:: Exercise description ::
Retype, word for word, each line between the lines holding "decoding fills in." and "of typed columns.", inclusive, and leave the rest of the data alone.
• • •
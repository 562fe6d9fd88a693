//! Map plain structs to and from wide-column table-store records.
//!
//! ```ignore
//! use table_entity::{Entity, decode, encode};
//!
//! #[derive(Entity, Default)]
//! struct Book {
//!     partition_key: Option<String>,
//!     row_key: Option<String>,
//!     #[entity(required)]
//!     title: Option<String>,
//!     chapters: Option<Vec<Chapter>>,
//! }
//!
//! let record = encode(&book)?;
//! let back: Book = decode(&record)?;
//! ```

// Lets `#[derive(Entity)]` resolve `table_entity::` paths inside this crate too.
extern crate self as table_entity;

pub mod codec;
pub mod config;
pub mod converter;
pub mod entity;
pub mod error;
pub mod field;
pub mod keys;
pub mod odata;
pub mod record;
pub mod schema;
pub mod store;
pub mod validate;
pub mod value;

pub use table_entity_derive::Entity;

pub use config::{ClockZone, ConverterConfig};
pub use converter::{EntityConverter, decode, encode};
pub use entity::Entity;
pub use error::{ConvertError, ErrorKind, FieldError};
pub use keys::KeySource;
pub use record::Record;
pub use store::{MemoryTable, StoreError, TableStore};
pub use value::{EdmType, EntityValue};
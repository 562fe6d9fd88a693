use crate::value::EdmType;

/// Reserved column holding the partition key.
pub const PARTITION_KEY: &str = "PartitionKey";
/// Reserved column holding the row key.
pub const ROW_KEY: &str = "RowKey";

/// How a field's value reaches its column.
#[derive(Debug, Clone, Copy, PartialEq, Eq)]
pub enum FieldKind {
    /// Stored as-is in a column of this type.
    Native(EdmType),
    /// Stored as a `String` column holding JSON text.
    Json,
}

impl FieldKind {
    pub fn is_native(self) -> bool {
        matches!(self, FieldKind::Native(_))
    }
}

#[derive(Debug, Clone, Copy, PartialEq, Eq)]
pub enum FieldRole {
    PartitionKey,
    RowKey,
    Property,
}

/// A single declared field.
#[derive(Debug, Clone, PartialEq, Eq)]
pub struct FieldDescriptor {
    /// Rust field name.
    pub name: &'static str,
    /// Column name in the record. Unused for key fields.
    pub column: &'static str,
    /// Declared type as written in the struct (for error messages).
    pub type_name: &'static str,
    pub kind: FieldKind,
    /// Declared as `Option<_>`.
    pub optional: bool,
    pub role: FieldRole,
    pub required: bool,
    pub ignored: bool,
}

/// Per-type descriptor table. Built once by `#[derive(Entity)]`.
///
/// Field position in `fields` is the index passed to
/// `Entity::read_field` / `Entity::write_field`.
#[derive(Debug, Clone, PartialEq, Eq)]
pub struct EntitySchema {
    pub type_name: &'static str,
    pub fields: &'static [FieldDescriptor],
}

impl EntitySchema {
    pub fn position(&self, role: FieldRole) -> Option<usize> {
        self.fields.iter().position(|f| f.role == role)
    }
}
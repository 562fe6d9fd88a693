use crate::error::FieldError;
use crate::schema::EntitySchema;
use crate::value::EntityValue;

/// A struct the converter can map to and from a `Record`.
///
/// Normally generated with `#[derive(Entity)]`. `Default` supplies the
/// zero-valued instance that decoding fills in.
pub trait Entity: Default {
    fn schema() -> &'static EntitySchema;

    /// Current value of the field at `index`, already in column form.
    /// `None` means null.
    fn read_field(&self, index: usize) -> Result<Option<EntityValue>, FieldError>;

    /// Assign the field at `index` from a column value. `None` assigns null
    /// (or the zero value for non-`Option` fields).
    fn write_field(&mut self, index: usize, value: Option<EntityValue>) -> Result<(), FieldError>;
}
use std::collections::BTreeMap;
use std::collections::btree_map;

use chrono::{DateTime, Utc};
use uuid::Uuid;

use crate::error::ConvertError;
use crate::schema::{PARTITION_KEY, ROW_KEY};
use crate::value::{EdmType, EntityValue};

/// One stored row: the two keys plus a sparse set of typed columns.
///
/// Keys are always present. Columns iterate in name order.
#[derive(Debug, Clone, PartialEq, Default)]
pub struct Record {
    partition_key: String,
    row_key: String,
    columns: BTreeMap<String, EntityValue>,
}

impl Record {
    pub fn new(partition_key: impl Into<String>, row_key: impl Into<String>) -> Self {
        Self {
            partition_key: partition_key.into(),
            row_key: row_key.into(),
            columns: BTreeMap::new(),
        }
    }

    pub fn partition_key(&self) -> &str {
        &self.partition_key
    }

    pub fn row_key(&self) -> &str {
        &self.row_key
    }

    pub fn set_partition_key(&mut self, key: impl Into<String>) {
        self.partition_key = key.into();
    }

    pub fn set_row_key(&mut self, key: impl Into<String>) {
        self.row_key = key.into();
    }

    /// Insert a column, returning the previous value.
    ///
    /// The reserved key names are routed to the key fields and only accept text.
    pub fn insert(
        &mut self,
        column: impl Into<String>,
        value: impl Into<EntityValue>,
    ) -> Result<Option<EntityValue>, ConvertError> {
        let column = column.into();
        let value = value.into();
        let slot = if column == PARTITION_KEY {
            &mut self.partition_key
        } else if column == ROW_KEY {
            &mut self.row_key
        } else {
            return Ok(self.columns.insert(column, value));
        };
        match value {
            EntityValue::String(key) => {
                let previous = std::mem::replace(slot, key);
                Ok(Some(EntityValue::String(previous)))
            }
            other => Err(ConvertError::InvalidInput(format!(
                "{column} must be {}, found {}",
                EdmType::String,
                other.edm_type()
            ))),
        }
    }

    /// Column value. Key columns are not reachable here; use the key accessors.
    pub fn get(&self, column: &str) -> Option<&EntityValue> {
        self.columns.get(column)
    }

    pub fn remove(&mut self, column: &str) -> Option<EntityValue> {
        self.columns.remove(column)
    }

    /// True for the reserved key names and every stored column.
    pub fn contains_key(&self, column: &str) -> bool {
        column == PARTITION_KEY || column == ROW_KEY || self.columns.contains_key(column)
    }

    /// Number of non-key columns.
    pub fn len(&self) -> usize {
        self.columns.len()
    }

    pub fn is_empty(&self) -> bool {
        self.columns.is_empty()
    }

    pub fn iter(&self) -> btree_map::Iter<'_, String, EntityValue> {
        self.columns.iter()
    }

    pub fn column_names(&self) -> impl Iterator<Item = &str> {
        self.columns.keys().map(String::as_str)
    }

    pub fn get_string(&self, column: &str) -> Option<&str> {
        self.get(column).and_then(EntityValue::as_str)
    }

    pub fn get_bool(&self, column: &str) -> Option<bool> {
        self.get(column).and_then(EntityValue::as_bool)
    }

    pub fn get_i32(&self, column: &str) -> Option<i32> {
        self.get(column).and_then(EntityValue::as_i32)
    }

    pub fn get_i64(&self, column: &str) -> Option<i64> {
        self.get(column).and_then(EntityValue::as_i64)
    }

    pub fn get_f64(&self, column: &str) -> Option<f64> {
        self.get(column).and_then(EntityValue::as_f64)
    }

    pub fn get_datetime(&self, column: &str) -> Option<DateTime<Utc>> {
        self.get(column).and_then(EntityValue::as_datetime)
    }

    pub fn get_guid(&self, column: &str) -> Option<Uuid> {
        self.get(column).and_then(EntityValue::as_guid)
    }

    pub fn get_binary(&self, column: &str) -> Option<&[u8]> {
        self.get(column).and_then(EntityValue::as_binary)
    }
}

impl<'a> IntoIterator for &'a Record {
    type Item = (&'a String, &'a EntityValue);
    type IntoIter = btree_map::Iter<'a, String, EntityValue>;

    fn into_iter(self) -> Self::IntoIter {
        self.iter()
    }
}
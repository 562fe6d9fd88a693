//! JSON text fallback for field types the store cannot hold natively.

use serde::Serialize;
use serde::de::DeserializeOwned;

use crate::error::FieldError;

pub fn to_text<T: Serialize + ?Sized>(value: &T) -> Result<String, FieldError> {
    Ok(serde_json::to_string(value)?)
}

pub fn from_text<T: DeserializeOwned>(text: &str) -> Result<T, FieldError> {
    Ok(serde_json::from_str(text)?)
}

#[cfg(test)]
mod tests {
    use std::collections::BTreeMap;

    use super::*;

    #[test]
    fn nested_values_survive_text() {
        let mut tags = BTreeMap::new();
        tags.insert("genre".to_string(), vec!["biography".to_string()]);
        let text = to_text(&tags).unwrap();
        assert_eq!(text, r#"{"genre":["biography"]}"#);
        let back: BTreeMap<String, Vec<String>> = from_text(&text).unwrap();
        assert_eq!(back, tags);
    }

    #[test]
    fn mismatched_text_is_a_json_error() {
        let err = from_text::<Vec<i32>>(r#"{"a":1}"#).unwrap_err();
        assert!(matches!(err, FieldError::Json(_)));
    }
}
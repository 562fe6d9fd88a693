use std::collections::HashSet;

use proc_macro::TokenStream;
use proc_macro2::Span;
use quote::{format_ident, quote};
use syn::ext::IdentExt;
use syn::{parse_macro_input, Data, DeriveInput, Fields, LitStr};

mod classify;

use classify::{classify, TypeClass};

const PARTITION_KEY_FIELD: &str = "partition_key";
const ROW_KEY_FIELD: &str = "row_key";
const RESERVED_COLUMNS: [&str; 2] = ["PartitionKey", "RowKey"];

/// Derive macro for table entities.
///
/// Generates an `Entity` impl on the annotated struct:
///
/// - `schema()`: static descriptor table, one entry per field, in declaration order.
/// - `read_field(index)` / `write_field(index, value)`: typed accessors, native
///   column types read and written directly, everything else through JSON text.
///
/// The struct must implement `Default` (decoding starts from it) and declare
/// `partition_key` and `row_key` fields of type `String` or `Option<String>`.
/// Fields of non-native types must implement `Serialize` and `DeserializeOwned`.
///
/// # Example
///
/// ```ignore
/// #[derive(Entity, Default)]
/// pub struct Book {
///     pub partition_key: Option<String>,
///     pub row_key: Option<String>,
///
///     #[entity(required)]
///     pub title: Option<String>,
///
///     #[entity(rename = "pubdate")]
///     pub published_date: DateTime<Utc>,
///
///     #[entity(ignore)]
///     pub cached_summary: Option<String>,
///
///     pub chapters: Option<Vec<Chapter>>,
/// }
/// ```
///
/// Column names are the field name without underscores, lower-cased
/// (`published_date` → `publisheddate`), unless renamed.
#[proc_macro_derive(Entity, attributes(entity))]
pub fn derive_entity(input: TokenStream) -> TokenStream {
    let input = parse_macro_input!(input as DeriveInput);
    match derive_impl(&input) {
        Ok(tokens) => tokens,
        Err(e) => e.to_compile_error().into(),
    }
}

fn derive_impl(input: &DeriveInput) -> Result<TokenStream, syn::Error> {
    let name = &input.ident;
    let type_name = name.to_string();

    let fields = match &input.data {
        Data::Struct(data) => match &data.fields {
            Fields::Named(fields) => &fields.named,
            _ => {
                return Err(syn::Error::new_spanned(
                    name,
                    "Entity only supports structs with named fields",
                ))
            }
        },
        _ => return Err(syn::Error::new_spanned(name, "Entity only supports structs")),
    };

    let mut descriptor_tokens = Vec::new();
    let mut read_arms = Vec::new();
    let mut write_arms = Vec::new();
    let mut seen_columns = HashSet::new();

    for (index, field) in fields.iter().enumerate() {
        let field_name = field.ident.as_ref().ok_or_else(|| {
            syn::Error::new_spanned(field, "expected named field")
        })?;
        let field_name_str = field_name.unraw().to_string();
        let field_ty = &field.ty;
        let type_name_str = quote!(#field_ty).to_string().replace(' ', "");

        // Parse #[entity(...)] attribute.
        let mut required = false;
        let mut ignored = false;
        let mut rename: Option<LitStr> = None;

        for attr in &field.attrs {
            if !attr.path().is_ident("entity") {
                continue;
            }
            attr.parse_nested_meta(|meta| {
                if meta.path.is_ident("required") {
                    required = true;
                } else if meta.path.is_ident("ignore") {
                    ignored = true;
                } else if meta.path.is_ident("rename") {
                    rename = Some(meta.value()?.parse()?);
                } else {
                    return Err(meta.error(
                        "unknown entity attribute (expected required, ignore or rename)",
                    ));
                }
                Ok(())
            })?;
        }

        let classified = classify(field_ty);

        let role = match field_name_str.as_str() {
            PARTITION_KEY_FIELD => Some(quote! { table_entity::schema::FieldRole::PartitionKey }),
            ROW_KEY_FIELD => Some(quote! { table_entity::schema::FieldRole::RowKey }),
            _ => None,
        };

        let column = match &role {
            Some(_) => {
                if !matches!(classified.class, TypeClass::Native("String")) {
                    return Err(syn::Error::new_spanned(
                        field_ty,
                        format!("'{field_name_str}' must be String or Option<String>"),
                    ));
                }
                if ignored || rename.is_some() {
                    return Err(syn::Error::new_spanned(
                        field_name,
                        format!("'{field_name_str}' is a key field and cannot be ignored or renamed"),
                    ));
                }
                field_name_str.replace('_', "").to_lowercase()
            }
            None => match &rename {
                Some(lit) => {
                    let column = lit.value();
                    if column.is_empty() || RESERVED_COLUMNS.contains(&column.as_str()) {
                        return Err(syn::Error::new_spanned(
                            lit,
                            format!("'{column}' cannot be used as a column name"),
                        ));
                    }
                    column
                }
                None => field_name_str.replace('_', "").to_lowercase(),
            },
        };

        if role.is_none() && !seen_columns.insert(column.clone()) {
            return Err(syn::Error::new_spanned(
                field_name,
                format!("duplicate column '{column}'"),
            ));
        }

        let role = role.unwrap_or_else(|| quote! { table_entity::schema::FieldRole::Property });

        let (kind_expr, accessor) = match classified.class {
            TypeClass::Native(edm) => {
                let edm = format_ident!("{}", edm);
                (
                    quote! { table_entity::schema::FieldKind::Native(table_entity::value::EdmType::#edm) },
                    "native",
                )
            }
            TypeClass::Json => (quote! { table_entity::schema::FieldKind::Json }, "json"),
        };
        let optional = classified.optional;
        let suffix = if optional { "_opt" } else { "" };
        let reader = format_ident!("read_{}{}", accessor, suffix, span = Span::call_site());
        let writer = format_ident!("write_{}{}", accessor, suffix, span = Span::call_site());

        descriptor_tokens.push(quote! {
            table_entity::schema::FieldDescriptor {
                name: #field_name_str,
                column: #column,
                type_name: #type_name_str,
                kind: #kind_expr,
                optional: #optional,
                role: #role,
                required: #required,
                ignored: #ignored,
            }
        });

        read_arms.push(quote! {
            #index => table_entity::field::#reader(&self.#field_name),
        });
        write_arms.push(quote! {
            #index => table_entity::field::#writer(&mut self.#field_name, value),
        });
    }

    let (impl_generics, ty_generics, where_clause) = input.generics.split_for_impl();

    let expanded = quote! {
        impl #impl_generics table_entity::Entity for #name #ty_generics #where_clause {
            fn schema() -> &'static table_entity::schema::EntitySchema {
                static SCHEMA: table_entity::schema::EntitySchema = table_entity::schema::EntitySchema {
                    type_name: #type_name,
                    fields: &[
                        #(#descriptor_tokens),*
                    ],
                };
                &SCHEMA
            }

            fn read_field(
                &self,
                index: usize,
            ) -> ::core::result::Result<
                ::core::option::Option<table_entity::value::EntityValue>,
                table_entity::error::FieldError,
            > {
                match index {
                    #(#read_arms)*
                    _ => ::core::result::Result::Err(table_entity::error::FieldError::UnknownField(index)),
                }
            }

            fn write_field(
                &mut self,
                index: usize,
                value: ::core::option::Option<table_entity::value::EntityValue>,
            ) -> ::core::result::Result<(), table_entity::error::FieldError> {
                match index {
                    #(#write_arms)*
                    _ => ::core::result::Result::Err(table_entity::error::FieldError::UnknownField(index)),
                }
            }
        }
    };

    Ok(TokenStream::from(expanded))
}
• • •
:: Output of the task ::
/// zero-valued instance that decoding fills in.
pub trait Entity: Default {
    fn schema() -> &'static EntitySchema;

    /// Current value of the field at `index`, already in column form.
    /// `None` means null.
    fn read_field(&self, index: usize) -> Result<Option<EntityValue>, FieldError>;

    /// Assign the field at `index` from a column value. `None` assigns null
    /// (or the zero value for non-`Option` fields).
    fn write_field(&mut self, index: usize, value: Option<EntityValue>) -> Result<(), FieldError>;
}
use std::collections::BTreeMap;
use std::collections::btree_map;

use chrono::{DateTime, Utc};
use uuid::Uuid;

use crate::error::ConvertError;
use crate::schema::{PARTITION_KEY, ROW_KEY};
use crate::value::{EdmType, EntityValue};

/// One stored row: the two keys plus a sparse set of typed columns.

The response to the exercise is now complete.